What is STREAM?

STREAM is an individual-pass, constant element approximation algorithm that was produced for the k-medians problem. The k-medians problem is to cluster N data points into k clusters or groups such that the sum squared error (SSQ) between the points and the cluster center to which they are assigned is minimized. The idea is to assign similar points to the same cluster, where these points are dissimilar from points in other clusters.

In the stream data model, data points can only be seen once, and memory and time are limited. It can implement high-quality clustering, the STREAM algorithm processes data streams in buckets (or batches) of m points, with each bucket fitting in main memory.

For each bucket, bi, STREAM clusters the bucket’s points into k clusters. It then summarizes the bucket information by retaining only the information regarding the k centers, with each cluster center being weighted by the number of points assigned to its cluster.

STREAM then discards the points, retaining only the center information. Because enough centers have been collected, the weighted centers are clustered to make another group of O(k) cluster centers. This is repeated so that at every level, at most m points are retained. This approach results in a one-pass, O(kN)-time, O(Nε)-space (for some constant ε < 1), constant-factor approximation algorithm for data stream k-medians.

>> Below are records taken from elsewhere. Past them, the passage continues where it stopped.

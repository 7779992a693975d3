//! Type definitions for the decision and retraining engine

pub mod alert;
pub mod call;
pub mod feedback;
pub mod transaction;

pub use alert::{FraudAlert, RiskLevel, SpamVerdict};
pub use call::{CallEvent, CallMetadata, CallRecord};
pub use feedback::{FeedbackEntry, FeedbackSubmission, FeedbackSummary};
pub use transaction::TransactionRecord;
//! NATS subscriptions for incoming transactions, calls and feedback

use crate::config::NatsConfig;
use anyhow::{Context, Result};
use async_nats::{Client, Subscriber};
use serde::de::DeserializeOwned;
use tracing::info;

/// Subscribes to the engine's input subjects
pub struct SignalConsumer {
    client: Client,
    transaction_subject: String,
    call_subject: String,
    feedback_subject: String,
}

impl SignalConsumer {
    pub fn new(client: Client, config: &NatsConfig) -> Self {
        Self {
            client,
            transaction_subject: config.transaction_subject.clone(),
            call_subject: config.call_subject.clone(),
            feedback_subject: config.feedback_subject.clone(),
        }
    }

    pub async fn subscribe_transactions(&self) -> Result<Subscriber> {
        self.subscribe(&self.transaction_subject).await
    }

    pub async fn subscribe_calls(&self) -> Result<Subscriber> {
        self.subscribe(&self.call_subject).await
    }

    pub async fn subscribe_feedback(&self) -> Result<Subscriber> {
        self.subscribe(&self.feedback_subject).await
    }

    async fn subscribe(&self, subject: &str) -> Result<Subscriber> {
        let subscriber = self
            .client
            .subscribe(subject.to_string())
            .await
            .with_context(|| format!("Failed to subscribe to {}", subject))?;
        info!(subject = %subject, "Subscribed");
        Ok(subscriber)
    }
}

/// Decode a JSON message payload
pub fn decode_payload<T: DeserializeOwned>(subject: &str, payload: &[u8]) -> Result<T> {
    serde_json::from_slice(payload).with_context(|| format!("Malformed message on {}", subject))
}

STREAM changes quality k-medians clusters with definite area and time. However, it treated neither the evolution of the records nor time granularity. The clustering can become dominated by the older, outdated data of the stream. The feature of the clusters can vary with both the moment at which they are evaluated, and the time horizon over which they are measured.

For example, a user can required to test clusters appearing last week, last month, or last year. These can be different. Hence, a data stream clustering algorithm must also support the flexibility to calculate clusters over user-defined time periods in an interactive manner.

CluStream is an algorithm for the clustering of evolving data streams based on user-specified, online clustering queries. It divides the clustering process into on-line and offline components.

The online component computes and stores summary statistics about the data stream using micro-clusters, and performs incremental online computation and maintenance of the micro-clusters. The offline component does macro-clustering and solve several user questions using the saved summary statistics, which are depends on the tilted time frame model.

The cluster evolving data streams based on both historical and current stream data information, the tilted time frame model (such as a progressive logarithmic model) is adopted, which stores the snapshots of a set of microclusters at different levels of granularity depending on recency.